What I did like: Arian Foster carried 22 times for 90 yards and a touchdown and caught seven passes for 63 yards and another score. Andre Johnson caught eight passes for 95 yards and grabbed a 2-point conversion. The return games were a major highlight, but Danieal Manning lacks breakaway speed that could have turned big returns into touchdowns. The two scores for 10 points late in the first half to get it to 17-13 at intermission were impressive. But the Patriots came out of the break, drove to a touchdown on the opening possession of the third quarter and never looked back. Houston fought to within 38-28 in the fourth quarter, and they can talk about fighting to the end.

A lot of breaks: Gary Kubiak won a fourth-quarter challenge that resulted in a 25-yard DeVier Posey touchdown reception. Bill Belichick lost a fourth-quarter challenge on a fourth-down spot that went in Houston’s favor. The Texans also had a Foster touchdown run upheld. Owen Daniels got away with what looked like a fumble when officials made a quick call on forward progress being stopped. Patriots receiver Brandon Lloyd was flagged for unsportsmanlike conduct for throwing a ball at an official when he may have just been tossing it back to a zebra who wasn’t looking. The Texans may have gotten away with a running into the kicker penalty after a Zoltan Mesko punt. Even with all those going in their favor, the Texans couldn’t finish closer than 13.

What’s next: This team needs an honest assessment of where it stands, and that means some additions of note in the offseason beyond the return of Brian Cushing. The Texans platooned mediocre people at right tackle and right guard and need to get at least one big-time guy who fits their system to plug in there, not count on the development of the three youngsters involved to graduate into solid players. They need depth at the inside linebacker and the secondary needs an upgrade. Better mental toughness and play in the clutch from Schaub is a lot to ask, but is something else they need to have a chance in games like this. They could wind up in more of a fight with Indianapolis for the AFC South crown than battling teams like New England for AFC supremacy.

BALTIMORE -- Thoughts on the Texans’ 20-13 loss to the Ravens at M&T Bank Stadium:

What it means: The Texans blew a gigantic opportunity to get to the AFC Championship Game. Although they outplayed the Ravens for much of the afternoon, they didn’t do enough to overcome two early mistakes and paid the price. T.J. Yates had the Texans in good position for a drive that could have forced overtime, but he threw a jump ball for Andre Johnson that was picked by Ed Reed just before the two-minute warning.
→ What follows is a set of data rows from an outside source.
//! Output document records, grouped by the import phase that writes them.

pub mod accounts;
pub mod catalog;
pub mod envelope;
pub mod geography;
pub mod marketing;
pub mod orders;
pub mod riders;

pub use accounts::{Admin, CustomerAddress, User, UserRole};
pub use catalog::{
    MainCategory, MenuCategory, MenuItem, Product, ProductImage, ProductReview, ProductVariant,
    StoreMenu, Variant, VariantValue, Wishlist,
};
pub use envelope::{CollectionRecord, ImportedDocument};
pub use geography::{City, Country, Pincode, Province};
pub use marketing::{
    Banner, DeliveryChargeSetting, Feedback, Notification, Offer, PincodeDelivery, Setting,
};
pub use orders::{Cart, Order, OrderItem, OrderStatusHistory, Transaction, WalletHistory};
pub use riders::{RiderFeedback, RiderHistory, RiderSession};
The sting and regret will last a good while, but the season will be rated a giant success once we look at it from a broader perspective.
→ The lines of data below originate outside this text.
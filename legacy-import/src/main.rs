//! Full import entry point.
//!
//! Imports every recognized table of the legacy snapshot, including order,
//! rider and notification history.

use legacy_import::{app, ImportError, ImportProfile};

#[tokio::main]
async fn main() -> Result<(), ImportError> {
    app::run(ImportProfile::Full, "convert-legacy-data").await?;
    Ok(())
}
What I didn’t like: Houston committed two early gaffes that would have killed a lot of teams given the setting. Jacoby Jones foolishly misplayed a punt that the Ravens recovered, and Yates threw a bad interception to Lardarius Webb. Baltimore turned both takeaways deep in the Houston end into touchdowns. Yates wound up with three interceptions.

What I liked: The pass rush on Joe Flacco was a constant source of trouble for Baltimore. He was sacked five times, including three times by rookie end J.J. Watt in the second half. Flacco felt the heat even on the rare occasion when there was not any, but the Ravens' protection scheme was often overmatched. Johnson had 111 receiving yards, and Arian Foster had 132 rushing yards.

What I wonder: Why doesn’t Kareem Jackson turn his head or play the ball? A couple of completions from Flacco to Anquan Boldin came on excellent throws into small windows with Jackson in close coverage. If he’d turned as the ball arrived, he’d have had chances to break up a play.

What I also wonder: If Matt Schaub and Mario Williams played in these playoffs, where would the Texans be standing?

What’s next: An offseason with reset expectations for a team that’s likely the favorite to repeat as AFC South champ and be a popular Super Bowl pick. There is a big decision ahead on Williams’ contract situation. There will be a lot of rehab for Schaub, who’s recovering from foot surgery.